Cloud Street

Wednesday, May 25, 2005

When is a spike not a spike?

When it's a long tail. Maybe.

David Weinberger writes:

In a conversation with Erica George at the Berkman she pointed out that the demographics of Live Journal don't always represent one's experience of Live Journal — the demographics say that teenage girls are the largest users, but if you're a 25 year old, your social group there may not look that way at all.

Which raises an issue about the way the "long tail" is pictured. Clay's charts are accurate depictions of his data, but they have a mythic power that's misleading: The long tail looks like, well, a long tail when in fact it's a fractal curlicue of relationships.

This is an interesting point in itself - perhaps the blogosphere would be better viewed as a series (archipelago? galaxy?) of more or less closed, more or less interlinked 'spheres'. I'm not sure how you'd visualise that, though - perhaps something like the Jefferson High School network diagram?.

But there's a broader point about the accuracy of those 'long tail' graphics. Adam Marsh made an interesting point here about a recently-discovered 'long tail':

Clay refers to “the characteristic long tail of people who use many fewer tags than the power taggers.” While this chart does exhibit a “long tail,” this is simply a result of the fact that the users were ordered by decreasing tag usage (also true of the following three charts) — the X axis here doesn’t represent a value, it is just a sequence of users.

The phrase “long tail” usually refers to the observation that for many distributions, the number of elements with outlying values (the “tail”) may be cumulatively significant compared to the number of elements clustered near the average.

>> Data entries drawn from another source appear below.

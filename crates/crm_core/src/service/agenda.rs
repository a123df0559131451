//! Dashboard lists: upcoming work and latest activity.

use crate::model::activity::Activity;
use crate::model::task::Task;
use chrono::NaiveDate;

/// Pending tasks ordered by due date (earliest first), at most `limit`.
pub fn pending_tasks(tasks: &[Task], limit: usize) -> Vec<&Task> {
    let mut pending = tasks.iter().filter(|task| task.is_pending()).collect::<Vec<_>>();
    pending.sort_by_key(|task| task.due_date);
    pending.truncate(limit);
    pending
}

/// Pending tasks whose due date is before `today`.
pub fn overdue_tasks(tasks: &[Task], today: NaiveDate) -> Vec<&Task> {
    let mut overdue = tasks
        .iter()
        .filter(|task| task.is_overdue(today))
        .collect::<Vec<_>>();
    overdue.sort_by_key(|task| task.due_date);
    overdue
}

pub fn tasks_for_owner<'a>(tasks: &'a [Task], owner: &str) -> Vec<&'a Task> {
    tasks.iter().filter(|task| task.owner == owner).collect()
}

/// Activities ordered newest first, at most `limit`.
pub fn recent_activities(activities: &[Activity], limit: usize) -> Vec<&Activity> {
    let mut recent = activities.iter().collect::<Vec<_>>();
    recent.sort_by(|a, b| b.occurred_at.cmp(&a.occurred_at));
    recent.truncate(limit);
    recent
}
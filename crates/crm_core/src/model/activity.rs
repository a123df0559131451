//! Activity log records.
//!
//! Activities are append-only: the store never edits or removes one except
//! when the whole working set is cleared.

use super::EntityId;
use chrono::{DateTime, Utc};
use serde::{Deserialize, Serialize};

/// User name recorded for activities the store emits on its own.
pub const SYSTEM_USER: &str = "Sistema";

#[derive(Debug, Clone, Copy, PartialEq, Eq, Hash, Serialize, Deserialize)]
pub enum ActivityKind {
    #[serde(rename = "cliente_criado")]
    ClientCreated,
    #[serde(rename = "lead_criado")]
    LeadCreated,
    #[serde(rename = "oportunidade_criada")]
    OpportunityCreated,
    #[serde(rename = "tarefa_criada")]
    TaskCreated,
    #[serde(rename = "ligacao_realizada")]
    CallMade,
    #[serde(rename = "email_enviado")]
    EmailSent,
    #[serde(rename = "reuniao_agendada")]
    MeetingScheduled,
    #[serde(rename = "proposta_enviada")]
    ProposalSent,
    #[serde(rename = "negocio_fechado")]
    DealClosed,
    #[serde(rename = "negocio_perdido")]
    DealLost,
}

#[derive(Debug, Clone, PartialEq, Eq, Serialize, Deserialize)]
pub struct Activity {
    #[serde(default)]
    pub id: EntityId,
    #[serde(rename = "tipo")]
    pub kind: ActivityKind,
    #[serde(rename = "titulo")]
    pub title: String,
    #[serde(rename = "descricao")]
    pub description: String,
    #[serde(rename = "data")]
    pub occurred_at: DateTime<Utc>,
    #[serde(rename = "usuario")]
    pub user: String,
    #[serde(rename = "clienteId", default, skip_serializing_if = "Option::is_none")]
    pub client_id: Option<EntityId>,
    #[serde(rename = "leadId", default, skip_serializing_if = "Option::is_none")]
    pub lead_id: Option<EntityId>,
    #[serde(
        rename = "oportunidadeId",
        default,
        skip_serializing_if = "Option::is_none"
    )]
    pub opportunity_id: Option<EntityId>,
    #[serde(rename = "tarefaId", default, skip_serializing_if = "Option::is_none")]
    pub task_id: Option<EntityId>,
}

impl Activity {
    /// Creates an unsaved activity with no entity references.
    pub fn new(
        kind: ActivityKind,
        title: impl Into<String>,
        description: impl Into<String>,
        user: impl Into<String>,
        occurred_at: DateTime<Utc>,
    ) -> Self {
        Self {
            id: EntityId::new(),
            kind,
            title: title.into(),
            description: description.into(),
            occurred_at,
            user: user.into(),
            client_id: None,
            lead_id: None,
            opportunity_id: None,
            task_id: None,
        }
    }

    pub fn with_client(mut self, id: impl Into<EntityId>) -> Self {
        self.client_id = Some(id.into());
        self
    }

    pub fn with_lead(mut self, id: impl Into<EntityId>) -> Self {
        self.lead_id = Some(id.into());
        self
    }

    pub fn with_opportunity(mut self, id: impl Into<EntityId>) -> Self {
        self.opportunity_id = Some(id.into());
        self
    }

    pub fn with_task(mut self, id: impl Into<EntityId>) -> Self {
        self.task_id = Some(id.into());
        self
    }
}

#[cfg(test)]
mod tests {
    use super::{Activity, ActivityKind};
    use chrono::{TimeZone, Utc};

    #[test]
    fn timestamp_roundtrips_as_rfc3339() {
        let at = Utc
            .with_ymd_and_hms(2024, 1, 15, 10, 30, 0)
            .single()
            .expect("valid timestamp");
        let activity = Activity::new(ActivityKind::DealClosed, "Closed", "", "Ana", at)
            .with_opportunity("o1");
        let value = serde_json::to_value(&activity).expect("serialize activity");
        assert_eq!(value["tipo"], "negocio_fechado");
        assert_eq!(value["oportunidadeId"], "o1");
        assert_eq!(value["data"], "2024-01-15T10:30:00Z");

        let parsed: Activity = serde_json::from_value(value).expect("parse activity");
        assert_eq!(parsed, activity);
    }
}
//! Pipeline board aggregation.

use crate::model::opportunity::{Opportunity, PipelineStage};
use crate::service::metrics::round1;
use serde::Serialize;

/// Aggregate of one pipeline column.
#[derive(Debug, Clone, PartialEq, Serialize)]
#[serde(rename_all = "camelCase")]
pub struct StageSummary {
    pub stage: PipelineStage,
    pub label: &'static str,
    pub order: u8,
    pub count: usize,
    pub value: f64,
    /// Share of `PipelineSummary::total_value`, in percent (one decimal).
    pub share: f64,
}

#[derive(Debug, Clone, PartialEq, Serialize)]
#[serde(rename_all = "camelCase")]
pub struct PipelineSummary {
    /// One entry per stage, in pipeline order, including empty stages.
    pub stages: Vec<StageSummary>,
    /// Value across every stage, terminal ones included.
    pub total_value: f64,
}

impl PipelineSummary {
    pub fn stage(&self, stage: PipelineStage) -> Option<&StageSummary> {
        self.stages.iter().find(|summary| summary.stage == stage)
    }

    /// Stages holding at least one opportunity.
    pub fn non_empty(&self) -> impl Iterator<Item = &StageSummary> {
        self.stages.iter().filter(|summary| summary.count > 0)
    }
}

pub fn pipeline_summary(opportunities: &[Opportunity]) -> PipelineSummary {
    let mut stages = PipelineStage::ALL
        .iter()
        .map(|&stage| {
            let in_stage = opportunities
                .iter()
                .filter(|opportunity| opportunity.stage == stage);
            let (count, value) = in_stage.fold((0usize, 0.0f64), |(count, value), opportunity| {
                (count + 1, value + opportunity.value)
            });
            StageSummary {
                stage,
                label: stage.label(),
                order: stage.order(),
                count,
                value,
                share: 0.0,
            }
        })
        .collect::<Vec<_>>();

    let total_value = stages.iter().map(|summary| summary.value).sum::<f64>();
    if total_value > 0.0 {
        for summary in &mut stages {
            summary.share = round1(summary.value / total_value * 100.0);
        }
    }

    PipelineSummary {
        stages,
        total_value,
    }
}

#[cfg(test)]
mod tests {
    use super::pipeline_summary;
    use crate::model::opportunity::{Opportunity, PipelineStage};
    use chrono::NaiveDate;

    fn opportunity(stage: PipelineStage, value: f64) -> Opportunity {
        let day = NaiveDate::from_ymd_opt(2024, 1, 10).expect("valid date");
        let mut opportunity = Opportunity::new("c1", "Deal", value, "Ana", day, day);
        opportunity.stage = stage;
        opportunity
    }

    #[test]
    fn groups_by_stage_in_pipeline_order() {
        let summary = pipeline_summary(&[
            opportunity(PipelineStage::Proposal, 30_000.0),
            opportunity(PipelineStage::Prospecting, 10_000.0),
            opportunity(PipelineStage::Proposal, 20_000.0),
            opportunity(PipelineStage::Won, 40_000.0),
        ]);

        assert_eq!(summary.stages.len(), 7);
        assert_eq!(summary.stages[0].stage, PipelineStage::Prospecting);
        assert_eq!(summary.total_value, 100_000.0);

        let proposal = summary.stage(PipelineStage::Proposal).expect("proposal stage");
        assert_eq!(proposal.count, 2);
        assert_eq!(proposal.value, 50_000.0);
        assert_eq!(proposal.share, 50.0);
        assert_eq!(summary.non_empty().count(), 3);
    }

    #[test]
    fn empty_pipeline_has_zero_shares() {
        let summary = pipeline_summary(&[]);
        assert_eq!(summary.total_value, 0.0);
        assert!(summary.stages.iter().all(|stage| stage.share == 0.0));
    }
}
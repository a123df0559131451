//! Lead domain model.
//!
//! # Invariants
//! - `score` stays within 0..=100.
//! - A lead with status `Converted` is referenced by at least one
//!   opportunity's `lead_id` when it was converted through the store.

use super::{require_amount, require_percent, require_text, EntityId, EntityKind, ValidationError};
use chrono::NaiveDate;
use serde::{Deserialize, Serialize};

/// Channel a lead was captured from.
#[derive(Debug, Clone, Copy, PartialEq, Eq, Hash, Serialize, Deserialize)]
pub enum LeadSource {
    #[serde(rename = "website")]
    Website,
    #[serde(rename = "linkedin")]
    Linkedin,
    #[serde(rename = "indicacao")]
    Referral,
    #[serde(rename = "evento")]
    Event,
    #[serde(rename = "cold-email")]
    ColdEmail,
    #[serde(rename = "outro")]
    Other,
}

impl LeadSource {
    /// Wire name, also used as the free-text origin of converted clients.
    pub fn as_str(self) -> &'static str {
        match self {
            Self::Website => "website",
            Self::Linkedin => "linkedin",
            Self::Referral => "indicacao",
            Self::Event => "evento",
            Self::ColdEmail => "cold-email",
            Self::Other => "outro",
        }
    }
}

#[derive(Debug, Clone, Copy, PartialEq, Eq, Hash, Serialize, Deserialize)]
pub enum LeadStatus {
    #[serde(rename = "novo")]
    New,
    #[serde(rename = "contactado")]
    Contacted,
    #[serde(rename = "qualificado")]
    Qualified,
    #[serde(rename = "desqualificado")]
    Disqualified,
    #[serde(rename = "convertido")]
    Converted,
}

#[derive(Debug, Clone, Copy, PartialEq, Eq, Hash, Serialize, Deserialize)]
pub enum InterestLevel {
    #[serde(rename = "baixo")]
    Low,
    #[serde(rename = "medio")]
    Medium,
    #[serde(rename = "alto")]
    High,
}

/// Canonical lead record.
#[derive(Debug, Clone, PartialEq, Serialize, Deserialize)]
pub struct Lead {
    #[serde(default)]
    pub id: EntityId,
    #[serde(rename = "nome")]
    pub name: String,
    pub email: String,
    #[serde(rename = "telefone")]
    pub phone: String,
    #[serde(rename = "empresa", default, skip_serializing_if = "Option::is_none")]
    pub company: Option<String>,
    #[serde(rename = "cargo", default, skip_serializing_if = "Option::is_none")]
    pub job_title: Option<String>,
    #[serde(rename = "origem")]
    pub source: LeadSource,
    pub status: LeadStatus,
    /// Manual quality heuristic, 0..=100.
    pub score: u8,
    #[serde(rename = "interesseNivel")]
    pub interest: InterestLevel,
    #[serde(rename = "valorPotencial")]
    pub potential_value: f64,
    #[serde(rename = "dataCaptura")]
    pub captured_on: NaiveDate,
    #[serde(
        rename = "dataUltimoContato",
        default,
        skip_serializing_if = "Option::is_none"
    )]
    pub last_contact_date: Option<NaiveDate>,
    #[serde(
        rename = "proximoContato",
        default,
        skip_serializing_if = "Option::is_none"
    )]
    pub next_contact_date: Option<NaiveDate>,
    #[serde(rename = "observacoes", default, skip_serializing_if = "Option::is_none")]
    pub notes: Option<String>,
    /// Owning sales rep.
    #[serde(rename = "responsavel")]
    pub owner: String,
}

impl Lead {
    /// Creates an unsaved `New` lead captured on `today`.
    pub fn new(
        name: impl Into<String>,
        email: impl Into<String>,
        source: LeadSource,
        owner: impl Into<String>,
        today: NaiveDate,
    ) -> Self {
        Self {
            id: EntityId::new(),
            name: name.into(),
            email: email.into(),
            phone: String::new(),
            company: None,
            job_title: None,
            source,
            status: LeadStatus::New,
            score: 0,
            interest: InterestLevel::Medium,
            potential_value: 0.0,
            captured_on: today,
            last_contact_date: None,
            next_contact_date: None,
            notes: None,
            owner: owner.into(),
        }
    }

    pub fn validate(&self) -> Result<(), ValidationError> {
        require_text(EntityKind::Lead, "nome", &self.name)?;
        require_percent(EntityKind::Lead, "score", self.score)?;
        require_amount(EntityKind::Lead, "valorPotencial", self.potential_value)?;
        Ok(())
    }

    pub fn is_converted(&self) -> bool {
        self.status == LeadStatus::Converted
    }
}

#[derive(Debug, Clone, Default, PartialEq, Serialize, Deserialize)]
#[serde(default)]
pub struct LeadPatch {
    #[serde(rename = "nome")]
    pub name: Option<String>,
    pub email: Option<String>,
    #[serde(rename = "telefone")]
    pub phone: Option<String>,
    #[serde(
        rename = "empresa",
        default,
        with = "::serde_with::rust::double_option"
    )]
    pub company: Option<Option<String>>,
    #[serde(
        rename = "cargo",
        default,
        with = "::serde_with::rust::double_option"
    )]
    pub job_title: Option<Option<String>>,
    #[serde(rename = "origem")]
    pub source: Option<LeadSource>,
    pub status: Option<LeadStatus>,
    pub score: Option<u8>,
    #[serde(rename = "interesseNivel")]
    pub interest: Option<InterestLevel>,
    #[serde(rename = "valorPotencial")]
    pub potential_value: Option<f64>,
    #[serde(rename = "dataCaptura")]
    pub captured_on: Option<NaiveDate>,
    #[serde(
        rename = "dataUltimoContato",
        default,
        with = "::serde_with::rust::double_option"
    )]
    pub last_contact_date: Option<Option<NaiveDate>>,
    #[serde(
        rename = "proximoContato",
        default,
        with = "::serde_with::rust::double_option"
    )]
    pub next_contact_date: Option<Option<NaiveDate>>,
    #[serde(
        rename = "observacoes",
        default,
        with = "::serde_with::rust::double_option"
    )]
    pub notes: Option<Option<String>>,
    #[serde(rename = "responsavel")]
    pub owner: Option<String>,
}

impl LeadPatch {
    /// Patch that only flips the lead status.
    pub fn status(status: LeadStatus) -> Self {
        Self {
            status: Some(status),
            ..Self::default()
        }
    }

    pub fn apply_to(self, lead: &mut Lead) {
        if let Some(value) = self.name {
            lead.name = value;
        }
        if let Some(value) = self.email {
            lead.email = value;
        }
        if let Some(value) = self.phone {
            lead.phone = value;
        }
        if let Some(value) = self.company {
            lead.company = value;
        }
        if let Some(value) = self.job_title {
            lead.job_title = value;
        }
        if let Some(value) = self.source {
            lead.source = value;
        }
        if let Some(value) = self.status {
            lead.status = value;
        }
        if let Some(value) = self.score {
            lead.score = value;
        }
        if let Some(value) = self.interest {
            lead.interest = value;
        }
        if let Some(value) = self.potential_value {
            lead.potential_value = value;
        }
        if let Some(value) = self.captured_on {
            lead.captured_on = value;
        }
        if let Some(value) = self.last_contact_date {
            lead.last_contact_date = value;
        }
        if let Some(value) = self.next_contact_date {
            lead.next_contact_date = value;
        }
        if let Some(value) = self.notes {
            lead.notes = value;
        }
        if let Some(value) = self.owner {
            lead.owner = value;
        }
    }
}

#[cfg(test)]
mod tests {
    use super::{Lead, LeadPatch, LeadSource, LeadStatus};
    use chrono::NaiveDate;

    fn lead() -> Lead {
        Lead::new(
            "Carla",
            "carla@example.com",
            LeadSource::ColdEmail,
            "Ana Santos",
            NaiveDate::from_ymd_opt(2024, 1, 10).expect("valid date"),
        )
    }

    #[test]
    fn enum_values_use_wire_names() {
        let value = serde_json::to_value(lead()).expect("serialize lead");
        assert_eq!(value["origem"], "cold-email");
        assert_eq!(value["status"], "novo");
        assert_eq!(value["interesseNivel"], "medio");
        assert_eq!(value["responsavel"], "Ana Santos");
    }

    #[test]
    fn score_over_hundred_fails_validation() {
        let mut lead = lead();
        lead.score = 120;
        assert!(lead.validate().is_err());
    }

    #[test]
    fn status_patch_keeps_other_fields() {
        let mut lead = lead();
        LeadPatch::status(LeadStatus::Converted).apply_to(&mut lead);
        assert!(lead.is_converted());
        assert_eq!(lead.name, "Carla");
    }
}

On inspection, it turns out that this is also true of the celebrated 'Power law and Weblogs' graphic: there are no values on the X axis, just a list of blogs arranged in descending order of number of links. This matters, because in a graphical representation of a statistical distribution both axes carry information. Typically, values of the variable being measured run low to high on the X axis, left to right, while the count of occurrences of each value runs high to low on the Y axis, top to bottom. Clay wrote, "We are all so used to bell curve distributions that power law distributions can seem odd." But Clay's own graphics aren't so much odd as misleading, and not only because he's put high values on the left of the graph rather than the right. In effect, he's got two axes conveying one piece of information. Andrew Sullivan's blog and Instapundit get a high Y value (lots of links) and a high X value (because all the sites with lots of links have been sorted to the left).

If you took the same numbers and plotted them on an X axis with values - if you produced a graph showing how many blogs had how many links, with zero at the origin on both scales... Well, I don't know what would happen - but five minutes' experimentation tellsreminds me that, if you wanted to produce a nice clear series of vertical bars rather than a line that wanders all over the place, you'd need to put 'number of blogs' on the Y axis and 'number of inbound links' on the X axis, rather than vice versa. (There's a simple reason for this: some values are unique by definition, others aren't.) Which in turn means that any vertical spike would represent large numbers of blogs (say, for example, blogs with small numbers of inbound links) while any long tail would represent small numbers (say, for example, the few blogs with lots of links).

Caveat: I haven't crunched any actual numbers, or even mumbled them gently. But maybe we've been looking at this the wrong way round, statistically speaking. Perhaps the long tail is the spike; perhaps the spike is really the long tail.